┌────────

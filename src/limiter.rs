//! Concurrency and throughput gates shared by recovery and compaction.

use std::sync::{Condvar, Mutex, PoisonError};
use std::time::{Duration, Instant};

/// Counting semaphore bounding how many threads run a section at once.
///
/// Used as the open limiter (segment replay during recovery) and the
/// compaction limiter (parallel partition flushes).
#[derive(Debug)]
pub(crate) struct Limiter {
    available: Mutex<usize>,
    cv: Condvar,
}

impl Limiter {
    /// Creates a limiter with `n` permits; `n` is clamped to at least 1.
    pub fn new(n: usize) -> Self {
        Limiter {
            available: Mutex::new(n.max(1)),
            cv: Condvar::new(),
        }
    }

    /// Blocks until a permit is available. The permit is released on drop.
    pub fn acquire(&self) -> Permit<'_> {
        let mut available = self
            .available
            .lock()
            .unwrap_or_else(PoisonError::into_inner);
        while *available == 0 {
            available = self
                .cv
                .wait(available)
                .unwrap_or_else(PoisonError::into_inner);
        }
        *available -= 1;
        Permit { limiter: self }
    }
}

#[derive(Debug)]
pub(crate) struct Permit<'a> {
    limiter: &'a Limiter,
}

impl Drop for Permit<'_> {
    fn drop(&mut self) {
        let mut available = self
            .limiter
            .available
            .lock()
            .unwrap_or_else(PoisonError::into_inner);
        *available += 1;
        self.limiter.cv.notify_one();
    }
}

/// Token-bucket rate limiter for bytes written during compaction.
///
/// `take` blocks the calling thread until the requested number of tokens has
/// accumulated. Requests larger than the burst size are satisfied at the burst
/// boundary so a single oversized write cannot stall forever.
#[derive(Debug)]
pub(crate) struct ThroughputLimiter {
    rate: u64,
    burst: u64,
    bucket: Mutex<Bucket>,
}

#[derive(Debug)]
struct Bucket {
    tokens: f64,
    refilled_at: Instant,
}

impl ThroughputLimiter {
    /// `rate` is in bytes per second; the bucket holds at most one second of
    /// tokens.
    pub fn new(rate: u64) -> Self {
        let rate = rate.max(1);
        ThroughputLimiter {
            rate,
            burst: rate,
            bucket: Mutex::new(Bucket {
                tokens: rate as f64,
                refilled_at: Instant::now(),
            }),
        }
    }

    pub fn take(&self, bytes: u64) {
        let mut need = bytes.min(self.burst) as f64;
        loop {
            let wait = {
                let mut bucket = self
                    .bucket
                    .lock()
                    .unwrap_or_else(PoisonError::into_inner);
                let now = Instant::now();
                let elapsed = now.duration_since(bucket.refilled_at).as_secs_f64();
                bucket.tokens = (bucket.tokens + elapsed * self.rate as f64).min(self.burst as f64);
                bucket.refilled_at = now;

                if bucket.tokens >= need {
                    bucket.tokens -= need;
                    return;
                }
                need -= bucket.tokens;
                bucket.tokens = 0.0;
                Duration::from_secs_f64(need / self.rate as f64)
            };
            std::thread::sleep(wait.min(Duration::from_millis(100)));
        }
    }
}

#[cfg(test)]
mod tests {
    use super::*;
    use std::sync::atomic::{AtomicUsize, Ordering};
    use std::sync::Arc;

    #[test]
    fn test_limiter_bounds_concurrency() {
        let limiter = Arc::new(Limiter::new(2));
        let running = Arc::new(AtomicUsize::new(0));
        let peak = Arc::new(AtomicUsize::new(0));

        let mut handles = Vec::new();
        for _ in 0..8 {
            let limiter = Arc::clone(&limiter);
            let running = Arc::clone(&running);
            let peak = Arc::clone(&peak);
            handles.push(std::thread::spawn(move || {
                let _permit = limiter.acquire();
                let now = running.fetch_add(1, Ordering::SeqCst) + 1;
                peak.fetch_max(now, Ordering::SeqCst);
                std::thread::sleep(Duration::from_millis(5));
                running.fetch_sub(1, Ordering::SeqCst);
            }));
        }
        for h in handles {
            h.join().unwrap();
        }
        assert!(peak.load(Ordering::SeqCst) <= 2, "more than 2 permits held");
    }

    #[test]
    fn test_throughput_limiter_paces_writes() {
        // 1 MiB/s with an initial full bucket: the first 1 MiB is free, the
        // next 512 KiB must wait roughly half a second.
        let limiter = ThroughputLimiter::new(1024 * 1024);
        limiter.take(1024 * 1024);

        let start = Instant::now();
        limiter.take(512 * 1024);
        assert!(start.elapsed() >= Duration::from_millis(300));
    }

    #[test]
    fn test_throughput_limiter_clamps_oversized_requests() {
        let limiter = ThroughputLimiter::new(1024);
        // Far more than one second of tokens; must not block forever.
        limiter.take(u64::MAX);
    }
}
//! Forward cursor over a partition's cached values for one key.

/// Forward iterator over encoded cache entries (`timestamp | data`).
///
/// A cursor is a snapshot: the partition hands it a freshly allocated list
/// under its lock, so concurrent writers never mutate what the cursor reads.
#[derive(Debug, Default)]
pub struct Cursor {
    cache: Vec<Vec<u8>>,
    /// Index of the entry the next `next()` call returns.
    next_index: usize,
}

impl Cursor {
    pub(crate) fn new(cache: Vec<Vec<u8>>) -> Self {
        Cursor {
            cache,
            next_index: 0,
        }
    }

    pub(crate) fn empty() -> Self {
        Cursor::default()
    }

    /// Positions the cursor at the first entry whose 8-byte timestamp prefix
    /// is `>=` `seek` (lexicographically; `seek` may be shorter than 8 bytes)
    /// and returns that entry as `(timestamp bytes, payload)`, or `None` if no
    /// entry is at or after the target.
    pub fn seek(&mut self, seek: &[u8]) -> Option<(&[u8], &[u8])> {
        for (i, entry) in self.cache.iter().enumerate() {
            if &entry[0..8] >= seek {
                self.next_index = i + 1;
                return Some((&entry[0..8], &entry[8..]));
            }
        }
        self.next_index = self.cache.len();
        None
    }

    /// Returns the next `(timestamp bytes, payload)` pair, or `None` once the
    /// cursor is exhausted.
    pub fn next(&mut self) -> Option<(&[u8], &[u8])> {
        let entry = self.cache.get(self.next_index)?;
        self.next_index += 1;
        Some((&entry[0..8], &entry[8..]))
    }
}
//! Decoder configuration.

/// Configuration for an [`Inflater`](crate::Inflater).
#[derive(Debug, Clone, Copy, PartialEq, Eq)]
pub struct InflateConfig {
    /// Maximum number of bytes a single stream may decompress to.
    ///
    /// This is the guard against decompression bombs: a few hundred bytes of
    /// DEFLATE can legitimately expand to gigabytes.
    pub max_output_size: usize,
    /// Initial output capacity. `None` derives a hint from the input size.
    pub initial_capacity: Option<usize>,
}

impl InflateConfig {
    /// Default output limit (1 GiB).
    pub const DEFAULT_MAX_OUTPUT_SIZE: usize = 1 << 30;

    /// Expansion factor used to guess output capacity from input size.
    const CAPACITY_RATIO: usize = 4;

    /// Default configuration.
    ///
    /// - 1 GiB output limit
    /// - Capacity guessed from input size
    pub const DEFAULT: Self = Self {
        max_output_size: Self::DEFAULT_MAX_OUTPUT_SIZE,
        initial_capacity: None,
    };

    /// No output limit. Only for trusted input.
    pub const UNLIMITED: Self = Self {
        max_output_size: usize::MAX,
        initial_capacity: None,
    };

    /// Create a configuration with the given output limit.
    pub fn new(max_output_size: usize) -> Self {
        Self {
            max_output_size,
            initial_capacity: None,
        }
    }

    /// Set the output limit.
    #[must_use]
    pub fn with_max_output_size(mut self, max_output_size: usize) -> Self {
        self.max_output_size = max_output_size;
        self
    }

    /// Set the initial output capacity.
    #[must_use]
    pub fn with_initial_capacity(mut self, capacity: usize) -> Self {
        self.initial_capacity = Some(capacity);
        self
    }

    /// Output capacity to reserve for an input of `input_len` bytes.
    ///
    /// Never exceeds the output limit.
    pub fn capacity_for(&self, input_len: usize) -> usize {
        self.initial_capacity
            .unwrap_or_else(|| input_len.saturating_mul(Self::CAPACITY_RATIO))
            .min(self.max_output_size)
    }
}

impl Default for InflateConfig {
    fn default() -> Self {
        Self::DEFAULT
    }
}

└────────

[WHAT THE TASK REQUIRES]
Filter the data above by the word "payload" and copy every line that matches.

[ANSWER TO THE PROBLEM]
    /// and returns that entry as `(timestamp bytes, payload)`, or `None` if no
    /// Returns the next `(timestamp bytes, payload)` pair, or `None` once the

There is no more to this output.